半笑いブルース

先日コンビニに買い物に行った時の事。
3人組の小学生高学年らしき子供らが
お菓子の陳列棚の前で買い物をしていたのだよ。
「この乾燥フルーツだったらおやつに入らなくね?」
という子供らの会話から察するに、
どうやら遠足か何かの買い出しだと思うのだけれど、
ボクが気になったのは、乾燥フルーツがおやつに入るか
入らないかではなくて、その中の1人がやたら虐められて
いる事。
何かを言う度にリーダー格の1人からパンチや蹴りを
入れられたり耳を引っ張られたりしているその子も
「やめてよ。痛い痛い。」と口では言うものの顔は半笑い。
事を荒立てて自分への虐めが余計にエスカレートしてしまう
のが怖い虐められっ子にとって、それを避ける為の防御策が
その場の「半笑い」。
また、自分が虐められている事実を認めたくない為に、
じゃれ合っている感じを作り出す為の「半笑い」。

「おーおー、さぞ痛かろうに・・・。健気なやっちゃ。」と思い、
この自慢のガラの悪い風体で虐めっ子を注意してやろうかとも
思ったのだけれど、オトナのボクが注意してその場は収まった
としても、ボクの姿が見えなくなりゃもとに戻るだろうし、
虐めが余計にエスカレートして虐められっ子の彼の「半笑い」が
無駄になるかもしれない。
そう思ってその場は「店の中で暴れるな。邪魔じゃボケ。
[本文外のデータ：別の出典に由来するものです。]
//! Identifikationstypen fuer den Botschaft-Daemon
//!
//! Die Session-ID verwendet das Newtype-Pattern um Verwechslungen mit
//! beliebigen Strings zur Compilezeit auszuschliessen.

use serde::{Deserialize, Serialize};
use uuid::Uuid;

/// Eindeutiger Schluessel einer Client-Session
///
/// Der Wert kommt normalerweise vom Client (Session-Cookie des Frontends);
/// fehlt er, wird eine zufaellige ID erzeugt.
#[derive(Debug, Clone, PartialEq, Eq, Hash, Serialize, Deserialize)]
pub struct SessionId(String);

impl SessionId {
    /// Erstellt eine SessionId aus einem vorhandenen Schluessel
    pub fn aus(schluessel: impl Into<String>) -> Self {
        Self(schluessel.into())
    }

    /// Erstellt eine neue zufaellige SessionId
    pub fn zufaellig() -> Self {
        Self(Uuid::new_v4().to_string())
    }

    /// Gibt den inneren Schluessel zurueck
    pub fn als_str(&self) -> &str {
        &self.0
    }
}

impl std::fmt::Display for SessionId {
    fn fmt(&self, f: &mut std::fmt::Formatter<'_>) -> std::fmt::Result {
        write!(f, "session:{}", self.0)
    }
}

impl From<&str> for SessionId {
    fn from(s: &str) -> Self {
        Self(s.to_string())
    }
}
//! Passwort-Hashing fuer die Admin-Zugangsdaten
//!
//! Der Daemon speichert das Admin-Passwort nie im Klartext; das
//! `config`-Kommando hasht es mit Argon2id und legt den PHC-String ab.
//! Die Verifikation uebernimmt das Web-Frontend, nicht der Daemon.

use anyhow::anyhow;
use argon2::{
    password_hash::{rand_core::OsRng, PasswordHasher, SaltString},
    Argon2, Params, Version,
};

/// Argon2id-Instanz mit den OWASP-empfohlenen Parametern
fn argon2_instanz() -> anyhow::Result<Argon2<'static>> {
    let params = Params::new(
        64 * 1024, // m_cost: 64 MiB
        3,         // t_cost: 3 Iterationen
        1,         // p_cost: 1 Thread
        None,      // output_len: Standard (32 Bytes)
    )
    .map_err(|e| anyhow!("Argon2-Parameter ungueltig: {e}"))?;

    Ok(Argon2::new(argon2::Algorithm::Argon2id, Version::V0x13, params))
}

/// Hasht ein Passwort mit Argon2id und einem zufaelligen Salt
pub fn passwort_hashen(passwort: &str) -> anyhow::Result<String> {
    let salt = SaltString::generate(&mut OsRng);
    argon2_instanz()?
        .hash_password(passwort.as_bytes(), &salt)
        .map(|hash| hash.to_string())
        .map_err(|e| anyhow!("Passwort-Hashing fehlgeschlagen: {e}"))
}

#[cfg(test)]
mod tests {
    use super::*;

    #[test]
    fn hash_ist_ein_phc_string() {
        let hash = passwort_hashen("geheim123!").unwrap();
        assert!(hash.starts_with("$argon2id$"));
    }

    #[test]
    fn gleiche_passwoerter_unterschiedliche_hashes() {
        let hash1 = passwort_hashen("gleich").unwrap();
        let hash2 = passwort_hashen("gleich").unwrap();
        assert_ne!(hash1, hash2, "Salt muss die Hashes unterscheiden");
    }
}
//! Turns raw JSON field values into [`FieldNode`] trees.
//!
//! Declared field kinds are applied where the content system provides them.
//! Everything else is classified by shape: densely index-keyed mappings
//! (`"0"`..`"n-1"`) are lists and other mappings are keyed groups. Layout
//! blocks only come from a declared flexible-content field; an untyped map
//! that happens to carry the layout key is an ordinary keyed group. Values
//! that are none of text, list or mapping are dropped.

use std::collections::HashMap;

use serde_json::{Map, Value};

use super::{FieldKind, FieldNode, DEFAULT_LAYOUT_KEY};

/// Nesting depth past which subtrees are left as `FieldNode::Unknown` and
/// resolved by the (iterative) extractor instead.
const MAX_DEPTH: usize = 256;

/// Structural classification of a raw value.
#[derive(Debug, Clone, Copy, PartialEq, Eq)]
pub enum Shape {
    Text,
    List,
    Keyed,
    /// Empty, null, boolean: carries no text.
    Skip,
}

pub fn classify(value: &Value) -> Shape {
    match value {
        Value::Null | Value::Bool(_) => Shape::Skip,
        Value::String(s) if s.is_empty() => Shape::Skip,
        Value::String(_) | Value::Number(_) => Shape::Text,
        Value::Array(items) if items.is_empty() => Shape::Skip,
        Value::Array(_) => Shape::List,
        Value::Object(map) if map.is_empty() => Shape::Skip,
        Value::Object(map) if is_dense_index(map) => Shape::List,
        Value::Object(_) => Shape::Keyed,
    }
}

/// Text carried by a scalar value. Zero and `"0"` count as text.
pub(crate) fn scalar_text(value: &Value) -> Option<String> {
    match value {
        Value::String(s) if !s.is_empty() => Some(s.clone()),
        Value::Number(n) => Some(n.to_string()),
        _ => None,
    }
}

fn is_dense_index(map: &Map<String, Value>) -> bool {
    map.keys().enumerate().all(|(i, key)| *key == i.to_string())
}

/// Child values of a list-like or mapping value, in order.
fn children(value: &Value) -> Vec<&Value> {
    match value {
        Value::Array(items) => items.iter().collect(),
        Value::Object(map) => map.values().collect(),
        _ => Vec::new(),
    }
}

#[derive(Debug, Clone)]
pub struct Reconciler {
    kinds: HashMap<String, FieldKind>,
    layout_key: String,
}

impl Default for Reconciler {
    fn default() -> Self {
        Self::new(HashMap::new(), DEFAULT_LAYOUT_KEY)
    }
}

impl Reconciler {
    pub fn new(kinds: HashMap<String, FieldKind>, layout_key: impl Into<String>) -> Self {
        Self {
            kinds,
            layout_key: layout_key.into(),
        }
    }

    pub fn layout_key(&self) -> &str {
        &self.layout_key
    }

    /// Reconciles a record's raw field map. Returns `None` when nothing in
    /// the value can carry text.
    pub fn reconcile(&self, value: &Value) -> Option<FieldNode> {
        self.untyped(value, 0)
    }

    fn untyped(&self, value: &Value, depth: usize) -> Option<FieldNode> {
        if depth > MAX_DEPTH {
            return Some(FieldNode::Unknown(value.clone()));
        }

        match (classify(value), value) {
            (Shape::Skip, _) => None,
            (Shape::Text, _) => scalar_text(value).map(FieldNode::Scalar),
            (Shape::List, _) => Some(FieldNode::List(
                children(value)
                    .into_iter()
                    .filter_map(|item| self.untyped(item, depth + 1))
                    .collect(),
            )),
            (Shape::Keyed, Value::Object(map)) => Some(FieldNode::Keyed(self.entries(map, depth))),
            _ => None,
        }
    }

    fn entries(&self, map: &Map<String, Value>, depth: usize) -> Vec<(String, FieldNode)> {
        map.iter()
            .filter_map(|(name, value)| {
                self.field(name, value, depth + 1)
                    .map(|node| (name.clone(), node))
            })
            .collect()
    }

    fn field(&self, name: &str, value: &Value, depth: usize) -> Option<FieldNode> {
        if depth > MAX_DEPTH {
            return Some(FieldNode::Unknown(value.clone()));
        }

        let kind = self.kinds.get(name).copied().unwrap_or(FieldKind::Unknown);
        match kind {
            k if k.is_textual() => scalar_text(value).map(FieldNode::Scalar),
            FieldKind::Repeater => self.repeater(value, depth),
            FieldKind::Group => match value {
                Value::Object(map) => Some(FieldNode::Keyed(self.entries(map, depth))),
                Value::Array(_) => self.untyped(value, depth),
                _ => None,
            },
            FieldKind::FlexibleContent => self.flexible_content(value, depth),
            _ => self.untyped(value, depth),
        }
    }

    fn repeater(&self, value: &Value, depth: usize) -> Option<FieldNode> {
        if !(value.is_array() || value.is_object()) {
            return None;
        }

        let rows = children(value)
            .into_iter()
            .filter_map(|row| match row {
                Value::Object(map) => Some(FieldNode::Keyed(self.entries(map, depth + 1))),
                Value::Array(_) => self.untyped(row, depth + 1),
                other => scalar_text(other).map(FieldNode::Scalar),
            })
            .collect();

        Some(FieldNode::List(rows))
    }

    fn flexible_content(&self, value: &Value, depth: usize) -> Option<FieldNode> {
        if !(value.is_array() || value.is_object()) {
            return None;
        }

        let blocks = children(value)
            .into_iter()
            .filter_map(|block| match block {
                Value::Object(map) => Some(self.layout_block(map, depth + 1)),
                _ => None,
            })
            .collect();

        Some(FieldNode::List(blocks))
    }

    fn layout_block(&self, map: &Map<String, Value>, depth: usize) -> FieldNode {
        let tag = map
            .get(&self.layout_key)
            .and_then(Value::as_str)
            .unwrap_or_default()
            .to_string();

        let fields = map
            .iter()
            .filter(|(name, _)| **name != self.layout_key)
            .filter_map(|(name, value)| {
                self.field(name, value, depth + 1)
                    .map(|node| (name.clone(), node))
            })
            .collect();

        FieldNode::Layout { tag, fields }
    }
}
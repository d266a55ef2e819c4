mod common;

use std::time::Duration;

use serde_json::json;

use common::{MapExtractor, MemoryAttachmentStore, MemoryContentSource, TestHarness};
use wordtally::batch::BatchCoordinator;
use wordtally::cache::{CacheStore, MemoryCache, SqliteCache, ATTACHMENTS_KEY, CONTENT_KEY};
use wordtally::content::{ContentAggregator, ContentFilter};
use wordtally::fields::FieldExtractor;
use wordtally::{load_config, DocumentFormat, WordTally};

fn in_memory_tally(cache: Box<dyn CacheStore>, ttl: Duration) -> WordTally {
    let content = MemoryContentSource::default()
        .with_record("1", "article", &["one two three", "four"])
        .with_record("2", "page", &["five six", ""]);
    let attachments = MemoryAttachmentStore::default()
        .with_attachment("10", "a.pdf")
        .with_attachment("11", "b.pdf");
    let extractor = MapExtractor::default()
        .with_text("a.pdf", "seven eight")
        .with_text("b.pdf", "nine");

    WordTally::new(
        Box::new(content),
        Box::new(attachments),
        cache,
        ContentAggregator::new(ContentFilter::default(), FieldExtractor::default()),
        BatchCoordinator::new(DocumentFormat::Pdf, Box::new(extractor)),
        ttl,
    )
}

#[test]
fn test_combined_total() {
    let tally = in_memory_tally(Box::new(MemoryCache::new()), Duration::from_secs(60));

    assert_eq!(tally.combined_total().unwrap(), None);

    tally.refresh_content().unwrap();
    assert_eq!(tally.combined_total().unwrap(), Some(6));

    let progress = tally.run_pdf_batch(1).unwrap();
    assert_eq!(progress.running_total, 3);
    assert_eq!(tally.combined_total().unwrap(), Some(9));
}

#[test]
fn test_summary_serializes() {
    let tally = in_memory_tally(Box::new(MemoryCache::new()), Duration::from_secs(60));
    tally.save_pdf_total(3).unwrap();

    let summary = serde_json::to_value(tally.summary().unwrap()).unwrap();
    assert_eq!(summary["content"], json!(null));
    assert_eq!(summary["attachments_total"], json!(3));
    assert_eq!(summary["combined_total"], json!(3));
}

#[test]
fn test_save_overwrites_previous_total() {
    let tally = in_memory_tally(Box::new(MemoryCache::new()), Duration::from_secs(60));

    tally.save_pdf_total(100).unwrap();
    tally.save_pdf_total(3).unwrap();

    assert_eq!(tally.cached_pdf_total().unwrap(), Some(3));
}

#[test]
fn test_refresh_replaces_content_entry() {
    let cache = SqliteCache::open_in_memory().unwrap();
    cache
        .put(CONTENT_KEY, json!({"stale": true}), Duration::from_secs(60))
        .unwrap();
    let tally = in_memory_tally(Box::new(cache.clone()), Duration::from_secs(60));

    let result = tally.refresh_content().unwrap();

    assert_eq!(result.total_words, 6);
    assert_eq!(tally.cached_content().unwrap(), Some(result));
    assert!(cache.get(ATTACHMENTS_KEY).unwrap().is_none());
}

#[test]
fn test_cached_values_expire_after_ttl() {
    let tally = in_memory_tally(Box::new(MemoryCache::new()), Duration::from_millis(50));

    tally.refresh_content().unwrap();
    tally.save_pdf_total(3).unwrap();
    assert_eq!(tally.combined_total().unwrap(), Some(9));

    std::thread::sleep(Duration::from_millis(120));

    assert!(tally.cached_content().unwrap().is_none());
    assert_eq!(tally.cached_pdf_total().unwrap(), None);
    assert_eq!(tally.combined_total().unwrap(), None);
}

#[test]
fn test_sqlite_ttl_from_config_file() {
    let harness = TestHarness::new();
    harness.write_record(
        "1",
        json!({"category": "post", "status": "publish", "title": "Short lived"}),
    );

    let config_path = harness.base().join("wordtally.json");
    std::fs::write(
        &config_path,
        serde_json::to_string(&json!({
            "version": "1.0",
            "content": {"directory": harness.records_dir},
            "attachments": {"directory": harness.media_dir},
            "cache": {"path": harness.cache_path, "ttl_secs": 1}
        }))
        .unwrap(),
    )
    .unwrap();

    let config = load_config(&config_path).unwrap();
    let tally = WordTally::from_config(&config).unwrap();

    assert_eq!(tally.refresh_content().unwrap().total_words, 2);
    assert!(tally.cached_content().unwrap().is_some());

    std::thread::sleep(Duration::from_millis(1_100));
    assert!(tally.cached_content().unwrap().is_none());
}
」と
3人揃って注意するにとどめた。

会計を済ませて店を出ると、店の前で先程の小学生達が
自分達の買ったそれぞれ種類の違う「乾燥フルーツ」を
見せ合っていた。虐められっ子の彼も必死でリーダーの
顔色を窺っている。
彼自慢の「半笑い」で_________________。